The image below shows that the variables are not available at this step.
So, at this point, I really don’t have the flows working correctly at all, would be good to sort it out o if you have any information that may be useful it would be appreciated. I’ve seen a number of tutorials, and the field values seem to be available in those examples. The other thing I noticed was that with the webhook trigger, someone could potentially spam the URL with no payload and this would result in the daily quota being exceeded quite easily. There doesn’t appear to be any safeguard there to protect against a scenario such as this as credentials are not being passed with the initial call.
Seems I can only embed one media item as a new user
There are not restrictions on free Pipedream Developer accounts when it comes to HTTP payloads to webhooks. I’m not sure what you’re referring to.
Perhaps HA isn’t sending the data you expect it to?
In your second screenshot here you show a different HTTP request. The first is a POST request containing data the body of the request, the second request is a GET request without a body.
The other thing I noticed was that with the webhook trigger, someone could potentially spam the URL with no payload and this would result in the daily quota being exceeded quite easily.
Each webhook URL is randomly generated to help with this issue, you can add a filter to help protect your webhooks by passing a secret key in the header of the request.
Sorry for the confusion, I meant as a new user this forum will only allow me to post one image per reply.
I did get the screen shots over a couple of different flows and it did contain some info from a GET rather than a POST. Below if from the one interaction.
The below is the json string I’m passing into the trigger from my node red flow.
{
"projectID": 10000,
"issueType": 10001,
"summary": "Test Task from HA",
"description": "This is the task description",
"assigneeId": "633e343af568615bdc80bb77"
}
As shown below, this data is captured by the trigger, so I assume the json data is actually correct.
If I look at the Logs tab on the action node that calls the Jira API I’m seeing the following message
Ignoring properties param, parsing failure: [SyntaxError: Unexpected token u in JSON at position 0]
The explanation of this error makes sense however, the json noted above is a valid json string which was obviously parsed by the trigger node. So I’m a bit lost as to where the issue actually lies.
The “Unexpected token u in JSON at position 0” error occurs when we pass an undefined value to the JSON.parse or $.parseJSON methods . To solve the error, inspect the value you’re trying to parse and make sure it’s a valid JSON string before parsing it.
The “Unexpected token u in JSON at position 0” is a typically Javascript error that will show up in your console log if the client has been directed to execute JSON.parse() on a string beginning with u instead of a stringified object. "u " is typically a stringified version of the undefined primitive.
As a follow up, I created a filter as you had suggested earlier, and I was surprised to note that the entire flow was now working.

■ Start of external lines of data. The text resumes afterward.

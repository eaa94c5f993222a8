//! Performance metrics and statistics tracking for the scoring pipeline.

use std::sync::atomic::{AtomicU64, Ordering};
use std::sync::RwLock;
use std::time::{Duration, Instant};
use tracing::info;

/// Metrics collector for pipeline performance
pub struct PipelineMetrics {
    /// Total requests scored
    pub requests_processed: AtomicU64,
    /// Total delay alerts emitted
    pub alerts_generated: AtomicU64,
    /// Total failed requests
    pub requests_failed: AtomicU64,
    /// Processing times (in microseconds)
    processing_times: RwLock<Vec<u64>>,
    /// Delay-probability distribution buckets
    probability_buckets: RwLock<[u64; 10]>,
    /// Start time for rate calculation
    start_time: Instant,
}

impl PipelineMetrics {
    /// Create a new metrics collector
    pub fn new() -> Self {
        Self {
            requests_processed: AtomicU64::new(0),
            alerts_generated: AtomicU64::new(0),
            requests_failed: AtomicU64::new(0),
            processing_times: RwLock::new(Vec::with_capacity(1000)),
            probability_buckets: RwLock::new([0; 10]),
            start_time: Instant::now(),
        }
    }

    /// Record a scored request
    pub fn record_request(&self, processing_time: Duration, probability: f64, delayed: bool) {
        self.requests_processed.fetch_add(1, Ordering::Relaxed);
        if delayed {
            self.alerts_generated.fetch_add(1, Ordering::Relaxed);
        }

        if let Ok(mut times) = self.processing_times.write() {
            times.push(processing_time.as_micros() as u64);
            // Keep only recent samples for memory efficiency
            if times.len() > 10000 {
                times.drain(0..5000);
            }
        }

        let bucket = (probability * 10.0).min(9.0) as usize;
        if let Ok(mut buckets) = self.probability_buckets.write() {
            buckets[bucket] += 1;
        }
    }

    /// Record a failed request
    pub fn record_failure(&self) {
        self.requests_failed.fetch_add(1, Ordering::Relaxed);
    }

    /// Get processing time statistics
    pub fn get_processing_stats(&self) -> ProcessingStats {
        let times = self.processing_times.read().unwrap();
        if times.is_empty() {
            return ProcessingStats::default();
        }

        let mut sorted: Vec<u64> = times.clone();
        sorted.sort();

        let sum: u64 = sorted.iter().sum();
        let count = sorted.len();

        ProcessingStats {
            count: count as u64,
            mean_us: sum / count as u64,
            p50_us: sorted[count / 2],
            p95_us: sorted[(count as f64 * 0.95) as usize],
            p99_us: sorted[(count as f64 * 0.99) as usize],
            max_us: *sorted.last().unwrap_or(&0),
        }
    }

    /// Get current throughput (requests per second)
    pub fn get_throughput(&self) -> f64 {
        let elapsed = self.start_time.elapsed().as_secs_f64();
        if elapsed > 0.0 {
            self.requests_processed.load(Ordering::Relaxed) as f64 / elapsed
        } else {
            0.0
        }
    }

    /// Get the delay-probability distribution
    pub fn get_probability_distribution(&self) -> [u64; 10] {
        *self.probability_buckets.read().unwrap()
    }

    /// Print summary statistics
    pub fn print_summary(&self) {
        let request_count = self.requests_processed.load(Ordering::Relaxed);
        let alert_count = self.alerts_generated.load(Ordering::Relaxed);
        let failed_count = self.requests_failed.load(Ordering::Relaxed);
        let alert_rate = if request_count > 0 {
            (alert_count as f64 / request_count as f64) * 100.0
        } else {
            0.0
        };

        let processing = self.get_processing_stats();
        let throughput = self.get_throughput();
        let distribution = self.get_probability_distribution();

        info!(
            requests = request_count,
            alerts = alert_count,
            failed = failed_count,
            alert_rate = format!("{:.1}%", alert_rate),
            throughput = format!("{:.1} req/s", throughput),
            "Pipeline summary"
        );
        info!(
            mean_us = processing.mean_us,
            p50_us = processing.p50_us,
            p95_us = processing.p95_us,
            p99_us = processing.p99_us,
            "Processing time (us)"
        );

        let total: u64 = distribution.iter().sum();
        for (i, &count) in distribution.iter().enumerate() {
            if count == 0 {
                continue;
            }
            let pct = if total > 0 {
                (count as f64 / total as f64) * 100.0
            } else {
                0.0
            };
            info!(
                bucket = format!("{:.1}-{:.1}", i as f64 / 10.0, (i + 1) as f64 / 10.0),
                count,
                pct = format!("{:.1}%", pct),
                "Probability bucket"
            );
        }
    }
}

impl Default for PipelineMetrics {
    fn default() -> Self {
        Self::new()
    }
}

/// Processing time statistics
#[derive(Debug, Default)]
pub struct ProcessingStats {
    pub count: u64,
    pub mean_us: u64,
    pub p50_us: u64,
    pub p95_us: u64,
    pub p99_us: u64,
    pub max_us: u64,
}

/// Real-time metrics reporter that prints periodic summaries
pub struct MetricsReporter {
    metrics: std::sync::Arc<PipelineMetrics>,
    interval_secs: u64,
}

impl MetricsReporter {
    pub fn new(metrics: std::sync::Arc<PipelineMetrics>, interval_secs: u64) -> Self {
        Self {
            metrics,
            interval_secs,
        }
    }

    /// Start the periodic reporting task
    pub async fn start(self) {
        let mut interval = tokio::time::interval(Duration::from_secs(self.interval_secs));
        loop {
            interval.tick().await;
            self.metrics.print_summary();
        }
    }
}
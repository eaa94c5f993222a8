//! Historical delay-rate encoding for high-cardinality categoricals.
//!
//! `RiskEncoder::fit` runs during the offline training stage and produces
//! an immutable `RiskEncoderState`; serving code only ever holds the
//! state and performs lookups. Statistics are never recomputed from the
//! records being transformed — everything a lookup returns derives from
//! the training corpus observed strictly before the request being scored.

use serde::{Deserialize, Serialize};
use std::collections::HashMap;
use tracing::{info, warn};

use crate::error::{ArtifactError, PipelineError};
use crate::types::flight::FlightRecord;

/// Categorical columns encoded as historical delay rates
#[derive(Debug, Clone, Copy, PartialEq, Eq, Hash, Serialize, Deserialize)]
#[serde(rename_all = "snake_case")]
pub enum EncodedColumn {
    OperatingAirline,
    Destination,
}

impl EncodedColumn {
    pub const ALL: [EncodedColumn; 2] = [EncodedColumn::OperatingAirline, EncodedColumn::Destination];

    pub fn key(&self) -> &'static str {
        match self {
            EncodedColumn::OperatingAirline => "operating_airline",
            EncodedColumn::Destination => "destination",
        }
    }

    fn category<'a>(&self, record: &'a FlightRecord) -> &'a str {
        match self {
            EncodedColumn::OperatingAirline => &record.operating_airline,
            EncodedColumn::Destination => &record.destination,
        }
    }
}

/// Risk features produced for one record
#[derive(Debug, Clone, Copy, PartialEq, Serialize, Deserialize)]
pub struct RiskFeatures {
    pub airline_delay_rate: f64,
    pub destination_delay_rate: f64,
}

/// Immutable fitted encoder state: per-column category -> delay rate maps
/// plus the corpus-wide mean delay rate used for out-of-vocabulary lookups.
#[derive(Debug, Clone, Serialize, Deserialize)]
pub struct RiskEncoderState {
    /// Column key -> (category -> mean delay rate)
    columns: HashMap<String, HashMap<String, f64>>,
    /// Corpus-wide mean of the delay target
    global_mean: f64,
    /// Number of labelled training rows the state was fitted from
    fitted_rows: usize,
}

/// Fitting operation, separate from the state it produces
pub struct RiskEncoder;

impl RiskEncoder {
    /// Compute per-category delay-rate means over the labelled subset of
    /// the training corpus. Records lacking either departure timestamp
    /// carry no label and are skipped.
    pub fn fit(
        corpus: &[FlightRecord],
        columns: &[EncodedColumn],
    ) -> Result<RiskEncoderState, ArtifactError> {
        let mut labelled = 0usize;
        let mut delayed_total = 0usize;
        let mut skipped = 0usize;

        // (sum of labels, count) per category, one tally map per column
        let mut tallies: Vec<HashMap<String, (usize, usize)>> =
            vec![HashMap::new(); columns.len()];

        for record in corpus {
            let Some(delayed) = record.delay_label() else {
                skipped += 1;
                continue;
            };
            labelled += 1;
            delayed_total += usize::from(delayed);

            for (column, tally) in columns.iter().zip(tallies.iter_mut()) {
                let entry = tally
                    .entry(column.category(record).to_string())
                    .or_insert((0, 0));
                entry.0 += usize::from(delayed);
                entry.1 += 1;
            }
        }

        if labelled == 0 {
            return Err(ArtifactError::Invalid(
                "training corpus has no labelled rows (both timestamps required)".to_string(),
            ));
        }
        if skipped > 0 {
            warn!(skipped = skipped, "Unlabelled rows skipped during encoder fit");
        }

        let column_maps: HashMap<String, HashMap<String, f64>> = columns
            .iter()
            .zip(tallies)
            .map(|(column, categories)| {
                let rates = categories
                    .into_iter()
                    .map(|(category, (sum, count))| (category, sum as f64 / count as f64))
                    .collect();
                (column.key().to_string(), rates)
            })
            .collect();

        let global_mean = delayed_total as f64 / labelled as f64;

        info!(
            rows = labelled,
            global_mean = global_mean,
            columns = column_maps.len(),
            "Risk encoder fitted"
        );

        Ok(RiskEncoderState {
            columns: column_maps,
            global_mean,
            fitted_rows: labelled,
        })
    }
}

impl RiskEncoderState {
    /// Look up the delay rate for one category; categories never seen in
    /// training resolve to the global mean, never to an error.
    pub fn rate_for(&self, column: EncodedColumn, category: &str) -> Result<f64, PipelineError> {
        self.ensure_fitted()?;
        Ok(self
            .columns
            .get(column.key())
            .and_then(|rates| rates.get(category))
            .copied()
            .unwrap_or(self.global_mean))
    }

    /// Encode both risk columns of a record
    pub fn transform(&self, record: &FlightRecord) -> Result<RiskFeatures, PipelineError> {
        Ok(RiskFeatures {
            airline_delay_rate: self.rate_for(EncodedColumn::OperatingAirline, &record.operating_airline)?,
            destination_delay_rate: self.rate_for(EncodedColumn::Destination, &record.destination)?,
        })
    }

    pub fn global_mean(&self) -> f64 {
        self.global_mean
    }

    pub fn fitted_rows(&self) -> usize {
        self.fitted_rows
    }

    /// An empty state means transform was reached without fit: a
    /// programming defect, not a data condition.
    pub fn ensure_fitted(&self) -> Result<(), PipelineError> {
        if self.fitted_rows == 0 || self.columns.is_empty() || !self.global_mean.is_finite() {
            return Err(PipelineError::EncoderPrecondition);
        }
        Ok(())
    }
}

#[cfg(test)]
mod tests {
    use super::*;
    use chrono::{Duration, TimeZone, Utc};

    fn labelled_flight(airline: &str, destination: &str, delayed: bool) -> FlightRecord {
        let scheduled = Utc.with_ymd_and_hms(2017, 5, 10, 9, 0, 0).unwrap();
        let mut record = FlightRecord::new(airline, destination);
        record.scheduled_departure = Some(scheduled);
        record.actual_departure = Some(if delayed {
            scheduled + Duration::minutes(40)
        } else {
            scheduled + Duration::minutes(5)
        });
        record
    }

    fn training_corpus() -> Vec<FlightRecord> {
        let mut corpus = Vec::new();
        // Operator "X": 3 of 10 flights delayed
        for i in 0..10 {
            corpus.push(labelled_flight("X", "Antofagasta", i < 3));
        }
        // Another operator to move the global mean off X's rate
        for i in 0..10 {
            corpus.push(labelled_flight("Z", "Iquique", i < 1));
        }
        corpus
    }

    #[test]
    fn test_fit_computes_per_category_rates() {
        let state = RiskEncoder::fit(&training_corpus(), &EncodedColumn::ALL).unwrap();

        let rate = state.rate_for(EncodedColumn::OperatingAirline, "X").unwrap();
        assert!((rate - 0.30).abs() < 1e-9);
        assert_eq!(state.fitted_rows(), 20);
    }

    #[test]
    fn test_unseen_category_falls_back_to_global_mean() {
        let state = RiskEncoder::fit(&training_corpus(), &EncodedColumn::ALL).unwrap();

        // 4 delayed of 20 -> global mean 0.20
        assert!((state.global_mean() - 0.20).abs() < 1e-9);
        let rate = state.rate_for(EncodedColumn::OperatingAirline, "Y").unwrap();
        assert!((rate - 0.20).abs() < 1e-9);
    }

    #[test]
    fn test_columns_are_encoded_independently() {
        let state = RiskEncoder::fit(&training_corpus(), &EncodedColumn::ALL).unwrap();

        let dest = state
            .rate_for(EncodedColumn::Destination, "Antofagasta")
            .unwrap();
        assert!((dest - 0.30).abs() < 1e-9);

        // "X" exists as an airline, not a destination
        let dest = state.rate_for(EncodedColumn::Destination, "X").unwrap();
        assert!((dest - state.global_mean()).abs() < 1e-9);
    }

    #[test]
    fn test_transform_never_recomputes_from_input() {
        let state = RiskEncoder::fit(&training_corpus(), &EncodedColumn::ALL).unwrap();

        // A delayed serving record for operator X must not shift X's rate
        let serving = labelled_flight("X", "Antofagasta", true);
        let features = state.transform(&serving).unwrap();
        assert!((features.airline_delay_rate - 0.30).abs() < 1e-9);

        let again = state.transform(&serving).unwrap();
        assert_eq!(features, again);
    }

    #[test]
    fn test_unfit_state_is_a_precondition_failure() {
        let state = RiskEncoderState {
            columns: HashMap::new(),
            global_mean: f64::NAN,
            fitted_rows: 0,
        };

        let record = FlightRecord::new("X", "Antofagasta");
        match state.transform(&record) {
            Err(PipelineError::EncoderPrecondition) => {}
            other => panic!("expected precondition failure, got {other:?}"),
        }
    }

    #[test]
    fn test_fit_requires_labelled_rows() {
        let corpus = vec![FlightRecord::new("X", "Antofagasta")];
        assert!(RiskEncoder::fit(&corpus, &EncodedColumn::ALL).is_err());
    }
}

Is it possible perhaps that the payload was formatted in a correct way when it went through the filter before calling the Jira API. Other than that, there had been no changes to the flow.
My guess is that somehow HA is sending GET requests to your workflow’s URL endpoint. Since GET requests don’t have a body, it was causing the JIRA action to fail.
Opening that URL with your browser has the same effect.
Glad to hear you got this up and running! Are you writing a tutorial for how to do this? Would love to be able to set up HA at home myself, and I’m not sure how to send webhooks with HA.
Nah, the GET request was a test message when I was playing around with it all. It should have been POST, but this wasn’t the issue, not that I actually know what the underlying issue actually was. Is there an area specifically for tutorials?
In short, the webhook connectivity was simply done using the “http request” node included with Node Red which works as an addon for HA. The payload was a json string with the relevant parameters for Jira.